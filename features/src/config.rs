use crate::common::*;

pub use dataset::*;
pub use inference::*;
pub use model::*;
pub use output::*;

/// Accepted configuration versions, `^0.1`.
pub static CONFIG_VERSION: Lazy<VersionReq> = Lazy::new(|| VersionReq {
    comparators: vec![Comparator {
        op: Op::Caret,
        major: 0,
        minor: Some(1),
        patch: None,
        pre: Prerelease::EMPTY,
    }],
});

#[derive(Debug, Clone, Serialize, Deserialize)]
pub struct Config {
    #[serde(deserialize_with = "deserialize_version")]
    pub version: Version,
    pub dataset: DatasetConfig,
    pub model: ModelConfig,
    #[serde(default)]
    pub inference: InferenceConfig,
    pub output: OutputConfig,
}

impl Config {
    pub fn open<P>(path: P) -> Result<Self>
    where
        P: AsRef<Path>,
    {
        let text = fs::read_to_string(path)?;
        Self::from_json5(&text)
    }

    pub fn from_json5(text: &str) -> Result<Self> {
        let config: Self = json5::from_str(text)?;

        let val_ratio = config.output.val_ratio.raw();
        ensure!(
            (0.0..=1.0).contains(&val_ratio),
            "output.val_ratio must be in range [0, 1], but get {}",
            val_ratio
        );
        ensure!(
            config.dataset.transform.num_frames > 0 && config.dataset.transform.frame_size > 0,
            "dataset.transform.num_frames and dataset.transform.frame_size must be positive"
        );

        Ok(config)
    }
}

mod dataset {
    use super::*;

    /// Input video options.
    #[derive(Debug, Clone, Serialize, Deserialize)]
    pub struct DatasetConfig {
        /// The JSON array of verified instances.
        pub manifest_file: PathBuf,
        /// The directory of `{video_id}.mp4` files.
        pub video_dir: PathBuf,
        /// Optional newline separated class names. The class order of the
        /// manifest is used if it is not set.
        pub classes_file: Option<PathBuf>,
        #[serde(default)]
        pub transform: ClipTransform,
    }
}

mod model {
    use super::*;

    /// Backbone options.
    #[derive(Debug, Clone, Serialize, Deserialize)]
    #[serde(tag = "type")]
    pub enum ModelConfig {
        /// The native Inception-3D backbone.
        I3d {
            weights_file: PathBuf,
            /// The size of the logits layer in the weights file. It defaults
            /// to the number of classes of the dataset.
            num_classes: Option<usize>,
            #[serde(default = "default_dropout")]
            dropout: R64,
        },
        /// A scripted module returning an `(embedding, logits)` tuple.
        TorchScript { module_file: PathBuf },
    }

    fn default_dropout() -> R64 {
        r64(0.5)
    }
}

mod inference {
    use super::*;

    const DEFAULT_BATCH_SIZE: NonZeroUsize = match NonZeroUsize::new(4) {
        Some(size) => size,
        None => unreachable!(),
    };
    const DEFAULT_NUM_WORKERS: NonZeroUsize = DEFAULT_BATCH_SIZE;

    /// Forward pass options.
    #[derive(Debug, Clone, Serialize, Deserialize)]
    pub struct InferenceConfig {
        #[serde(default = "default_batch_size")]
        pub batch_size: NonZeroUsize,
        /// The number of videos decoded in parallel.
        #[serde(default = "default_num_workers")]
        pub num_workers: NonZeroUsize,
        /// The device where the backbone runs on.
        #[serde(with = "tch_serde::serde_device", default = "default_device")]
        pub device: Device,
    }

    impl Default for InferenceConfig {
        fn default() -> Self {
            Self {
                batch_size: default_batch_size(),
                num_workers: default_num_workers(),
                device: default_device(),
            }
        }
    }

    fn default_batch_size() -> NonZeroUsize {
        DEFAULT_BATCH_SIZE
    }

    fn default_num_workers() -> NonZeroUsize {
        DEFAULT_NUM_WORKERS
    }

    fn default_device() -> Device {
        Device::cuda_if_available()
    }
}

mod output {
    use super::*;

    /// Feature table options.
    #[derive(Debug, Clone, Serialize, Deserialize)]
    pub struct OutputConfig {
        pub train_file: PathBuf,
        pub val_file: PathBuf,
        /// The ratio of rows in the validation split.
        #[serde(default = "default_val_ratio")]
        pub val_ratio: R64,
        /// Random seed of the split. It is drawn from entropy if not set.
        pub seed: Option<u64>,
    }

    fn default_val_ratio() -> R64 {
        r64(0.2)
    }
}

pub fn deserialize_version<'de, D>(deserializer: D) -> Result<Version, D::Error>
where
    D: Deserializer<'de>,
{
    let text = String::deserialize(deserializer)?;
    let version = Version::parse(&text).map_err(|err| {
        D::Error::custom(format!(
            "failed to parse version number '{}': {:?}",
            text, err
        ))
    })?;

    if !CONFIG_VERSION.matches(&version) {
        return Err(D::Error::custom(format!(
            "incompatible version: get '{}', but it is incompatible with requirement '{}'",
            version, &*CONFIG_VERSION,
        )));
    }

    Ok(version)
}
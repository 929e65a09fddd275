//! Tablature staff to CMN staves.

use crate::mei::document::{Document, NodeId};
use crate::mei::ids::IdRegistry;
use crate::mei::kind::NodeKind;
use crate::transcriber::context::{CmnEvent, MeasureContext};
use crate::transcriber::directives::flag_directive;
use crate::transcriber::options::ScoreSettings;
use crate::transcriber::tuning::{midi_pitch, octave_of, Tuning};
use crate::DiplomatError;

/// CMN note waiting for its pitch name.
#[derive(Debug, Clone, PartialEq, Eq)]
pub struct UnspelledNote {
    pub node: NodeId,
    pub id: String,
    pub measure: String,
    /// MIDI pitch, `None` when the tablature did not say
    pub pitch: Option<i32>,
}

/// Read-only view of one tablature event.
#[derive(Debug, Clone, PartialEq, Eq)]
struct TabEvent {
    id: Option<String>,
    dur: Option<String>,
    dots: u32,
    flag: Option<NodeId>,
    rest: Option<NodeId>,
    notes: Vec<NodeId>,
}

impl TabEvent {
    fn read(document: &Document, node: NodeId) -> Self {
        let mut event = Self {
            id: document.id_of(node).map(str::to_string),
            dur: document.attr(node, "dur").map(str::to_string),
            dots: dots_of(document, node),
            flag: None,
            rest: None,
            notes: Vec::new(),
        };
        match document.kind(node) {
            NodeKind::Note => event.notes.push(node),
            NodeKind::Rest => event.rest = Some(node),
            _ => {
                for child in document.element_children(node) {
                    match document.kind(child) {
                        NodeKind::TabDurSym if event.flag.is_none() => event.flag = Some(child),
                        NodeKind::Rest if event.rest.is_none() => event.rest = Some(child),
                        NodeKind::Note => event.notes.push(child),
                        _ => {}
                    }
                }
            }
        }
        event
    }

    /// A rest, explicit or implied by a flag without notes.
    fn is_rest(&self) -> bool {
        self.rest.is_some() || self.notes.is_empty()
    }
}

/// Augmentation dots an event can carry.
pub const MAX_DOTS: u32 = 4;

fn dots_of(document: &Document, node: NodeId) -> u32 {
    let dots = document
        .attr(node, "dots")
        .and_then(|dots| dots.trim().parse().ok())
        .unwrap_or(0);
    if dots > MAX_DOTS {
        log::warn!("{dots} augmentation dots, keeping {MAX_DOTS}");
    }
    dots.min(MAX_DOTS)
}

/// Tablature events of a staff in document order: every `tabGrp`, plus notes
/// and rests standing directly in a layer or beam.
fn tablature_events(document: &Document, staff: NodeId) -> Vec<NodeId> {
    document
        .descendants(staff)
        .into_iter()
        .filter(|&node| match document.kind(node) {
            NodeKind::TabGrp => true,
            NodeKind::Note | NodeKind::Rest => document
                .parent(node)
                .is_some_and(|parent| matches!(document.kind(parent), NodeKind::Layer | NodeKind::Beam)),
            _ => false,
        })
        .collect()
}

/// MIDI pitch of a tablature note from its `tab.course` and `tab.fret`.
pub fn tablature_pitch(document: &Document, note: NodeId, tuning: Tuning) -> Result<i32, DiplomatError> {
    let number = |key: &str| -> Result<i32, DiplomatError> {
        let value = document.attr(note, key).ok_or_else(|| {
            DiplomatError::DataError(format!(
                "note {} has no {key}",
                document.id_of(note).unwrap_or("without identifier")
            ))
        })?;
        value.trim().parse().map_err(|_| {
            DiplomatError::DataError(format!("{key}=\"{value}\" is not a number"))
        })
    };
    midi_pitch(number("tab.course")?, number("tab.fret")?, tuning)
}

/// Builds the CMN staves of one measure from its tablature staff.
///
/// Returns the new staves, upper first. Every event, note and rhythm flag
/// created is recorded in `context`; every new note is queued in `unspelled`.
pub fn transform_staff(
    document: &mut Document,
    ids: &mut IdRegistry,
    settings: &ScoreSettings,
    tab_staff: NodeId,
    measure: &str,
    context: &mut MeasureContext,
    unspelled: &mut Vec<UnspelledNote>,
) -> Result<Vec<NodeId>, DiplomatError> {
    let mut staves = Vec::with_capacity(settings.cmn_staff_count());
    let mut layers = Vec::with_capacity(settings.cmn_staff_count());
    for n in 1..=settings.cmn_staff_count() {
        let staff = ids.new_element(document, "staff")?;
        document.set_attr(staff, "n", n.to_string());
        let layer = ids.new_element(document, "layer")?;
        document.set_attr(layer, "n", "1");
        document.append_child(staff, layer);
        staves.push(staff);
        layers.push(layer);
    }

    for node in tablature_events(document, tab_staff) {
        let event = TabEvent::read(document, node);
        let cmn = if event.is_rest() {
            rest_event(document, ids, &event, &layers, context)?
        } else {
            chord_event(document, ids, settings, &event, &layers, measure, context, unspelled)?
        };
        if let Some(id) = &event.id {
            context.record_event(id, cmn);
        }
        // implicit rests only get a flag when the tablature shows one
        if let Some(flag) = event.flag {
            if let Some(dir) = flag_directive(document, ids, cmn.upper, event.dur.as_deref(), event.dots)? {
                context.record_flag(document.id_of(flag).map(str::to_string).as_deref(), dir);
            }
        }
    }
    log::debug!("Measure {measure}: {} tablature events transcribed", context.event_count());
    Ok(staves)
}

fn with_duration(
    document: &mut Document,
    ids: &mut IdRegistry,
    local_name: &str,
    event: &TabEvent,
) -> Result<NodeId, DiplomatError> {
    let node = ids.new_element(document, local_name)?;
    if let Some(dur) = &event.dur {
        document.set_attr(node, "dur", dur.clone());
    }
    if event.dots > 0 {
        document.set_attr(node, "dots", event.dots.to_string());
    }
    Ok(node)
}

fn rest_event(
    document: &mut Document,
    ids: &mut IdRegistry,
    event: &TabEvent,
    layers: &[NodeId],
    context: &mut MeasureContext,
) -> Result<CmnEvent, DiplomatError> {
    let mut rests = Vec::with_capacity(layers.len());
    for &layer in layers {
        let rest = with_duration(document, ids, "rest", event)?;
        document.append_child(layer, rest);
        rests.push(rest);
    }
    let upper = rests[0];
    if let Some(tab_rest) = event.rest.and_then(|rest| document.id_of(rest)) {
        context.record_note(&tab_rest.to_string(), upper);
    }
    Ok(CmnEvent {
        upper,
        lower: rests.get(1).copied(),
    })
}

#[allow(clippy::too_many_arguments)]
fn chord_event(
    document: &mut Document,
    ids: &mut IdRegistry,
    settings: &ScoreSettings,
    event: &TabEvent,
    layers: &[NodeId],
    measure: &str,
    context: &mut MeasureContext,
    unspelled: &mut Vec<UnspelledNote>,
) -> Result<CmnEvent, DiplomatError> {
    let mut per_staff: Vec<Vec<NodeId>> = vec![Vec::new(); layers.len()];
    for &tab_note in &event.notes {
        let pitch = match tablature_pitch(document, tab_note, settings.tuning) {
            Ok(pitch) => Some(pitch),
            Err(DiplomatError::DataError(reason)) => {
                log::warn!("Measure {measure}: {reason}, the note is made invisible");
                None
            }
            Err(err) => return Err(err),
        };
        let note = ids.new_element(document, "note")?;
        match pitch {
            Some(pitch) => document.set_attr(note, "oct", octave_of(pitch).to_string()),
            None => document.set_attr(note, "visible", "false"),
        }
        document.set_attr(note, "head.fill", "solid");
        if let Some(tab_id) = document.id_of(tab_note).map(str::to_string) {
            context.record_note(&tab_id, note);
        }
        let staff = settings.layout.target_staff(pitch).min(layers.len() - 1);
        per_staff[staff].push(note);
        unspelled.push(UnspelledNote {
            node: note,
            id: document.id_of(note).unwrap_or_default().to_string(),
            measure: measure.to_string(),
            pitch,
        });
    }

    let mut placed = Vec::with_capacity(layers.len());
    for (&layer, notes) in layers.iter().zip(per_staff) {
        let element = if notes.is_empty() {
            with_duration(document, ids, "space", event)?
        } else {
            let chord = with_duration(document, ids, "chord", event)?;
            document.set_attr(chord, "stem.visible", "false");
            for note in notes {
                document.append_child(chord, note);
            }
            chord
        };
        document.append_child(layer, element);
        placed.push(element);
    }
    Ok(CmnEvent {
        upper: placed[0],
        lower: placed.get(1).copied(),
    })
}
━━━
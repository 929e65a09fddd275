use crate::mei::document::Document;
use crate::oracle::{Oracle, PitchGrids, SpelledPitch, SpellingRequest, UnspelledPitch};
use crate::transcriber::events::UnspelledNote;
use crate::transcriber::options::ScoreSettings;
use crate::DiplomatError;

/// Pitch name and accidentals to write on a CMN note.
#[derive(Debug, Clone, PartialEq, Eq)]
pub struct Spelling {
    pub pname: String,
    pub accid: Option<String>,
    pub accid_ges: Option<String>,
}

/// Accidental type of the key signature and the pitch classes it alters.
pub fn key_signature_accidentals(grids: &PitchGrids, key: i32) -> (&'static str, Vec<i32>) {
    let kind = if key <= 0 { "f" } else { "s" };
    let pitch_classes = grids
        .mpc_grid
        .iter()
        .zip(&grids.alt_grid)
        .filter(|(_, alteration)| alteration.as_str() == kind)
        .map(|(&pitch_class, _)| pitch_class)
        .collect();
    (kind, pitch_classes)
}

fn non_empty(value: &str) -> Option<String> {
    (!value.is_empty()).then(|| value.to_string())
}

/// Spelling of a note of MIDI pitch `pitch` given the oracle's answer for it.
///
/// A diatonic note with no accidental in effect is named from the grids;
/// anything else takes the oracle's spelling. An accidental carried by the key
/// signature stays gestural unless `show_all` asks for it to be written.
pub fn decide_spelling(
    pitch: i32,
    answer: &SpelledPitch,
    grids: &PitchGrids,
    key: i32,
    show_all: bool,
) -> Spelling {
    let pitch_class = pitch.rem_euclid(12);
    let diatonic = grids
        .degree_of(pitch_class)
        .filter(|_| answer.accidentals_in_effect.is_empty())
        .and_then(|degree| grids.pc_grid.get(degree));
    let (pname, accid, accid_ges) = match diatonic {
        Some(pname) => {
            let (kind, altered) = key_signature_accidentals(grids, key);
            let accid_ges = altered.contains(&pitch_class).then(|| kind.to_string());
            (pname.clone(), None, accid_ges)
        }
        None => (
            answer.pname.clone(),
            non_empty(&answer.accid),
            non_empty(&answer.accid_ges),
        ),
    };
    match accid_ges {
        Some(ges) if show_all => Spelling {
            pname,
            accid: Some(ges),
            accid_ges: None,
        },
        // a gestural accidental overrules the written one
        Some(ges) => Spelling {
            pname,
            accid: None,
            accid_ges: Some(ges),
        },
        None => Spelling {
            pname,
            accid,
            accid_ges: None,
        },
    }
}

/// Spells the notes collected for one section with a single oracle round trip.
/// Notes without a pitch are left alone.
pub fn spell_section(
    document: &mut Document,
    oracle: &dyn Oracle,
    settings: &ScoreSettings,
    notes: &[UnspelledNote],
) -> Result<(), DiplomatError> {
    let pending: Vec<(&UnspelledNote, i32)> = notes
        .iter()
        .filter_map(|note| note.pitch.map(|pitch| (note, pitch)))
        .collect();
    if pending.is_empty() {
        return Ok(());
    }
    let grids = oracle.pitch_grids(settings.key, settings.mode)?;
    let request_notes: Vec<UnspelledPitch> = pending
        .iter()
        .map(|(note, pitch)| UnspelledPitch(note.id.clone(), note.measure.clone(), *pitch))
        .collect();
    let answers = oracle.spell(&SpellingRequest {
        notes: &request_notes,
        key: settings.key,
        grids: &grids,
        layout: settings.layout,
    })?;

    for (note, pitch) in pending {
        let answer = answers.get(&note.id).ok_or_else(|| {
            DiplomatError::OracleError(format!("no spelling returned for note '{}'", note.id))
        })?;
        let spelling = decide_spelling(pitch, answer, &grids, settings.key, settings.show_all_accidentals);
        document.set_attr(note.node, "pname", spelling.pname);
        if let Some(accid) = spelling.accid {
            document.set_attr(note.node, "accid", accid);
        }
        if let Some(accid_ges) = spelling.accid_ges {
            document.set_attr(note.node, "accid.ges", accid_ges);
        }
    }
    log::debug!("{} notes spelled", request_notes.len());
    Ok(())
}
━━━
Task statement | Filter the data above down to lines with the word "when", and copy them.

Output for this task |
    /// MIDI pitch, `None` when the tablature did not say
        // implicit rests only get a flag when the tablature shows one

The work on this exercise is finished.